In her current and on-going Romance Series, she draws on feelings evoked by music,
responding to sound in paint and inviting her audience to respond to her work
in turn. The result is an audible yet visible art, in which swaths of color form
backgrounds like bass tones and harmonies, punctuated by the dots of rhythmic
cymbal crashes and laced with meandering melodies of dripped color. As the title
suggests, the series draws on her relationships with other people and with God,
relationships which she sees as common to everyone. As she writes in a statement
on the series, "I made art as most children do. The difference is that I
just kept doing it."
"My real excitement," says Bocchino, "is with the line."
She uses both vibrant colors and subtle hues, availing herself of a highly original,
playful palate derived from cartoons, pop culture and the chromatic subtleties
in the paintings of Agnes Martin. Bocchino’s current color schemes are more vibrant
than those of her earlier work; a lip-stick red streaks across the minimalist
Love, and lush greens grow against a backdrop of pale shades in Let It Grow.
The painter attributes this new vibrancy to her mother, who was also an artist,
and to the overwhelmingly colorful environment she created. "And,"

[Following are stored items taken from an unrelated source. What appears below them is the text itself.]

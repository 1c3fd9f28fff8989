//! Scroll-driven parallax math and the small geometry vocabulary the rest of
//! the engine speaks.
//!
//! Everything here is pure: no state, no side effects.  Coordinates are in
//! points with the origin at the top-left and `y` growing downward.

use std::f64::consts::FRAC_PI_2;

/// Fixed aspect ratio of the inline container (height = width × 9/16).
pub const INLINE_ASPECT: f64 = 9.0 / 16.0;

/// Rotation of the fullscreen presentation.
pub const QUARTER_TURN: f64 = FRAC_PI_2;

// ───────────────────────────────────────── primitives ────────

#[derive(Debug, Clone, Copy, PartialEq, Default)]
pub struct Point {
    pub x: f64,
    pub y: f64,
}

impl Point {
    pub const fn new(x: f64, y: f64) -> Self {
        Self { x, y }
    }
}

#[derive(Debug, Clone, Copy, PartialEq, Default)]
pub struct Size {
    pub width: f64,
    pub height: f64,
}

impl Size {
    pub const fn new(width: f64, height: f64) -> Self {
        Self { width, height }
    }

    /// Width and height swapped.
    pub fn transposed(self) -> Self {
        Self::new(self.height, self.width)
    }
}

/// Axis-aligned rectangle.
#[derive(Debug, Clone, Copy, PartialEq, Default)]
pub struct Frame {
    pub x: f64,
    pub y: f64,
    pub width: f64,
    pub height: f64,
}

impl Frame {
    pub const fn new(x: f64, y: f64, width: f64, height: f64) -> Self {
        Self { x, y, width, height }
    }

    /// Rectangle of `size` anchored at the origin (a container's bounds).
    pub fn from_size(size: Size) -> Self {
        Self::new(0.0, 0.0, size.width, size.height)
    }

    pub fn from_center(center: Point, size: Size) -> Self {
        Self::new(
            center.x - size.width / 2.0,
            center.y - size.height / 2.0,
            size.width,
            size.height,
        )
    }

    pub fn size(&self) -> Size {
        Size::new(self.width, self.height)
    }

    pub fn center(&self) -> Point {
        Point::new(self.x + self.width / 2.0, self.y + self.height / 2.0)
    }

    pub fn max_x(&self) -> f64 {
        self.x + self.width
    }

    pub fn max_y(&self) -> f64 {
        self.y + self.height
    }

    pub fn contains(&self, p: Point) -> bool {
        p.x >= self.x && p.x < self.max_x() && p.y >= self.y && p.y < self.max_y()
    }

    /// Component-wise equality within `eps`.
    #[cfg(test)]
    pub fn approx_eq(&self, other: &Frame, eps: f64) -> bool {
        (self.x - other.x).abs() <= eps
            && (self.y - other.y).abs() <= eps
            && (self.width - other.width).abs() <= eps
            && (self.height - other.height).abs() <= eps
    }
}

// ───────────────────────────────────────── transform ─────────

/// Scale + translate applied to a container about its own centre.
///
/// `scale_x == scale_y` for everything [`transform_for`] produces.
#[derive(Debug, Clone, Copy, PartialEq)]
pub struct Transform {
    pub scale_x: f64,
    pub scale_y: f64,
    pub translate_x: f64,
    pub translate_y: f64,
}

impl Default for Transform {
    fn default() -> Self {
        Self::IDENTITY
    }
}

impl Transform {
    pub const IDENTITY: Transform = Transform {
        scale_x: 1.0,
        scale_y: 1.0,
        translate_x: 0.0,
        translate_y: 0.0,
    };

    #[cfg(test)]
    pub fn is_identity(&self) -> bool {
        *self == Self::IDENTITY
    }

    /// Where a view laid out at `frame` actually appears once this transform
    /// is applied about the frame's centre.
    pub fn apply(&self, frame: Frame) -> Frame {
        let c = frame.center();
        Frame::from_center(
            Point::new(c.x + self.translate_x, c.y + self.translate_y),
            Size::new(frame.width * self.scale_x, frame.height * self.scale_y),
        )
    }
}

// ───────────────────────────────────────── placement ─────────

/// Where a container's local space sits in window space: its laid-out frame
/// plus the cosmetic transform applied about that frame's centre.
///
/// Local coordinates are relative to the container's bounds, so `(0, 0)` is
/// the container's own top-left corner before the transform.
#[derive(Debug, Clone, Copy, PartialEq)]
pub struct Placement {
    pub frame: Frame,
    pub transform: Transform,
}

impl Placement {
    /// Window space itself.
    pub const WINDOW: Placement = Placement {
        frame: Frame::new(0.0, 0.0, 0.0, 0.0),
        transform: Transform::IDENTITY,
    };

    pub fn new(frame: Frame, transform: Transform) -> Self {
        Self { frame, transform }
    }

    pub fn point_to_window(&self, p: Point) -> Point {
        let c = self.frame.center();
        let t = &self.transform;
        Point::new(
            c.x + t.translate_x + t.scale_x * (p.x - self.frame.width / 2.0),
            c.y + t.translate_y + t.scale_y * (p.y - self.frame.height / 2.0),
        )
    }

    pub fn point_from_window(&self, p: Point) -> Point {
        let c = self.frame.center();
        let t = &self.transform;
        Point::new(
            (p.x - c.x - t.translate_x) / t.scale_x + self.frame.width / 2.0,
            (p.y - c.y - t.translate_y) / t.scale_y + self.frame.height / 2.0,
        )
    }

    pub fn size_to_window(&self, s: Size) -> Size {
        Size::new(s.width * self.transform.scale_x, s.height * self.transform.scale_y)
    }

    pub fn size_from_window(&self, s: Size) -> Size {
        Size::new(s.width / self.transform.scale_x, s.height / self.transform.scale_y)
    }

    pub fn frame_to_window(&self, f: Frame) -> Frame {
        Frame::from_center(self.point_to_window(f.center()), self.size_to_window(f.size()))
    }

    pub fn frame_from_window(&self, f: Frame) -> Frame {
        Frame::from_center(self.point_from_window(f.center()), self.size_from_window(f.size()))
    }
}

// ───────────────────────────────────────── scroll progress ───

/// How far the inline container has shrunk, always within `[0, 1]`.
///
/// Derived on every scroll tick and never stored; construct it only through
/// [`ScrollProgress::from_scroll`] or [`ScrollProgress::clamped`].
#[derive(Debug, Clone, Copy, PartialEq, PartialOrd, Default)]
pub struct ScrollProgress(f64);

impl ScrollProgress {
    pub const ZERO: ScrollProgress = ScrollProgress(0.0);
    #[cfg(test)]
    pub const FULL: ScrollProgress = ScrollProgress(1.0);

    /// `(offset + inset_top) / full_height`, clamped.  A non-positive
    /// `full_height` (no layout yet) yields zero.
    pub fn from_scroll(offset: f64, inset_top: f64, full_height: f64) -> Self {
        if full_height <= 0.0 {
            return Self::ZERO;
        }
        Self::clamped((offset + inset_top) / full_height)
    }

    pub fn clamped(value: f64) -> Self {
        if value.is_nan() {
            return Self::ZERO;
        }
        Self(value.clamp(0.0, 1.0))
    }

    pub fn value(self) -> f64 {
        self.0
    }
}

// ───────────────────────────────────────── parallax ──────────

/// Tunables for the scroll-driven shrink.
#[derive(Debug, Clone, Copy, PartialEq)]
pub struct ParallaxStyle {
    /// Scale at full progress.
    pub min_scale: f64,
    /// Inset from the top-left corner at full progress, in points.
    pub max_padding: f64,
}

impl Default for ParallaxStyle {
    fn default() -> Self {
        Self {
            min_scale: 0.4,
            max_padding: 8.0,
        }
    }
}

/// Drop shadow under the shrunken container.  Only the opacity tracks progress.
#[derive(Debug, Clone, Copy, PartialEq)]
pub struct Shadow {
    pub opacity: f64,
    pub offset: Point,
    pub radius: f64,
}

pub const SHADOW_OFFSET: Point = Point::new(0.0, 4.0);
pub const SHADOW_RADIUS: f64 = 8.0;
const MAX_SHADOW_OPACITY: f64 = 0.3;

/// Container transform for `progress`.
///
/// Scales uniformly and translates so the shrunken container hugs the
/// top-left corner, inset by a padding that grows with progress.
pub fn transform_for(progress: ScrollProgress, container: Size, style: &ParallaxStyle) -> Transform {
    let p = progress.value();
    let scale = 1.0 - p * (1.0 - style.min_scale);
    let padding = style.max_padding * p;
    Transform {
        scale_x: scale,
        scale_y: scale,
        translate_x: -container.width * (1.0 - scale) / 2.0 + padding,
        translate_y: -container.height * (1.0 - scale) / 2.0 + padding,
    }
}

/// Linear in progress, independent of scale.
pub fn shadow_opacity_for(progress: ScrollProgress) -> f64 {
    progress.value() * MAX_SHADOW_OPACITY
}

pub fn shadow_for(progress: ScrollProgress) -> Shadow {
    Shadow {
        opacity: shadow_opacity_for(progress),
        offset: SHADOW_OFFSET,
        radius: SHADOW_RADIUS,
    }
}

/// Linear interpolation; `t` outside `[0, 1]` extrapolates.
pub fn lerp(from: f64, to: f64, t: f64) -> f64 {
    (to - from).mul_add(t, from)
}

Bocchino says, "I just like cartoons."
Jazz is a major influence in this series, where Bocchino uses the nuances of
her diverse palate to blur the distinction of foreground and background. In Raining
Rhythms on Me and Symphonic Adventureland, lines piece come and go, sometimes
picking up where another left off, sometimes not. By working with such pure abstraction,
she elegantly and intuitively reveals this structural similarity between music
and painting, aptly rendering the musical compositions of Miles Davis and Charlie
Parker in the abstract language of Jackson Pollock, Agnes Martin and Joan Mitchell.
The avenue by which she arrived at this particular mode of painting is equally
subtle and mysterious: it was a gradual progression from the shape of an instrument
to the shape of the sound it makes. Rather than attributing this change to one
moment of inspiration, she describes the change as a gradual and perfectly sensible
exploration: "After grad school, I was looking for protagonists in my painting,
and it was actual instruments. I did a series on saxophones, then I abstracted
the saxophones, then, in the early nineties, I started doing abstractions."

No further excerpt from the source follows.